Exercise objective: Copy exactly the stretch of data below from the line with "LogFormat::Json => tracing_subscriber::fmt::layer()" through the line with "let _ = TRACER_PROVIDER.set(provider.clone());", including both of those lines.

(Stored items)
+++

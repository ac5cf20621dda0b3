//! Tracing subscriber initialization with structured logging and optional
//! OpenTelemetry trace export.
//!
//! # Usage
//!
//! ```no_run
//! use cadence_observe::{TracingOptions, init_tracing};
//!
//! // Warnings and errors only, human-readable
//! init_tracing(&TracingOptions::default()).unwrap();
//!
//! // Debug logging for the engine, spans exported to stdout
//! init_tracing(&TracingOptions {
//!     default_directive: "cadence=debug".into(),
//!     otel: true,
//!     ..TracingOptions::default()
//! })
//! .unwrap();
//! ```

use opentelemetry::trace::TracerProvider as _;
use opentelemetry_sdk::trace::SdkTracerProvider;
use tracing_subscriber::EnvFilter;
use tracing_subscriber::Layer;
use tracing_subscriber::fmt::format::FmtSpan;
use tracing_subscriber::layer::SubscriberExt;
use tracing_subscriber::util::SubscriberInitExt;

use std::sync::OnceLock;

/// Stores the OTel tracer provider so it can be shut down cleanly on exit.
static TRACER_PROVIDER: OnceLock<SdkTracerProvider> = OnceLock::new();

/// Shape of log lines on stderr.
#[derive(Debug, Clone, Copy, Default, PartialEq, Eq)]
pub enum LogFormat {
    #[default]
    Pretty,
    /// One JSON object per line.
    Json,
}

#[derive(Debug, Clone)]
pub struct TracingOptions {
    /// Filter used when `RUST_LOG` is unset, e.g. `"warn"` or `"cadence=debug"`.
    pub default_directive: String,
    pub format: LogFormat,
    /// Bridge spans to OpenTelemetry with a stdout exporter.
    pub otel: bool,
}

impl Default for TracingOptions {
    fn default() -> Self {
        Self {
            default_directive: "warn".to_string(),
            format: LogFormat::Pretty,
            otel: false,
        }
    }
}

/// Filter directive for a `-v`/`-q` count: `-q` silences everything but
/// errors, each `-v` raises the level by one step.
pub fn directive_for_verbosity(verbose: u8, quiet: bool) -> &'static str {
    if quiet {
        return "error";
    }
    match verbose {
        0 => "warn",
        1 => "info",
        2 => "debug",
        _ => "trace",
    }
}

/// Initialize the global tracing subscriber.
///
/// Logs go to stderr so workflow output on stdout stays machine-readable.
/// `RUST_LOG` takes precedence over [`TracingOptions::default_directive`].
///
/// # Errors
///
/// Returns an error if the global subscriber has already been set or if
/// the filter directive does not parse.
pub fn init_tracing(options: &TracingOptions) -> Result<(), Box<dyn std::error::Error>> {
    let env_filter = match std::env::var(EnvFilter::DEFAULT_ENV) {
        Ok(value) if !value.trim().is_empty() => EnvFilter::try_new(value)?,
        _ => EnvFilter::try_new(&options.default_directive)?,
    };

    let fmt_layer = match options.format {
        LogFormat::Pretty => tracing_subscriber::fmt::layer()
            .with_writer(std::io::stderr)
            .with_target(true)
            .with_span_events(FmtSpan::CLOSE)
            .boxed(),
        LogFormat::Json => tracing_subscriber::fmt::layer()
            .json()
            .with_writer(std::io::stderr)
            .with_span_events(FmtSpan::CLOSE)
            .boxed(),
    };

    if options.otel {
        let provider = SdkTracerProvider::builder()
            .with_simple_exporter(opentelemetry_stdout::SpanExporter::default())
            .build();
        let tracer = provider.tracer("cadence");
        let otel_layer = tracing_opentelemetry::layer().with_tracer(tracer);

        let _ = TRACER_PROVIDER.set(provider.clone());
        opentelemetry::global::set_tracer_provider(provider);

        tracing_subscriber::registry()
            .with(env_filter)
            .with(fmt_layer)
            .with(otel_layer)
            .try_init()?;
    } else {
        tracing_subscriber::registry()
            .with(env_filter)
            .with(fmt_layer)
            .try_init()?;
    }

    Ok(())
}

/// Flush pending traces and shut down the OpenTelemetry tracer provider.
///
/// No-op when OTel was not enabled.
pub fn shutdown_tracing() {
    if let Some(provider) = TRACER_PROVIDER.get() {
        if let Err(e) = provider.shutdown() {
            eprintln!("Warning: OTel tracer provider shutdown error: {e}");
        }
    }
}

#[cfg(test)]
mod tests {
    use super::*;

    #[test]
    fn verbosity_maps_to_levels() {
        assert_eq!(directive_for_verbosity(0, false), "warn");
        assert_eq!(directive_for_verbosity(1, false), "info");
        assert_eq!(directive_for_verbosity(2, false), "debug");
        assert_eq!(directive_for_verbosity(7, false), "trace");
        assert_eq!(directive_for_verbosity(3, true), "error");
    }

    #[test]
    fn default_options_are_quiet_and_pretty() {
        let options = TracingOptions::default();
        assert_eq!(options.default_directive, "warn");
        assert_eq!(options.format, LogFormat::Pretty);
        assert!(!options.otel);
    }
}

+++

Result:
        LogFormat::Json => tracing_subscriber::fmt::layer()
            .json()
            .with_writer(std::io::stderr)
            .with_span_events(FmtSpan::CLOSE)
            .boxed(),
    };

    if options.otel {
        let provider = SdkTracerProvider::builder()
            .with_simple_exporter(opentelemetry_stdout::SpanExporter::default())
            .build();
        let tracer = provider.tracer("cadence");
        let otel_layer = tracing_opentelemetry::layer().with_tracer(tracer);

        let _ = TRACER_PROVIDER.set(provider.clone());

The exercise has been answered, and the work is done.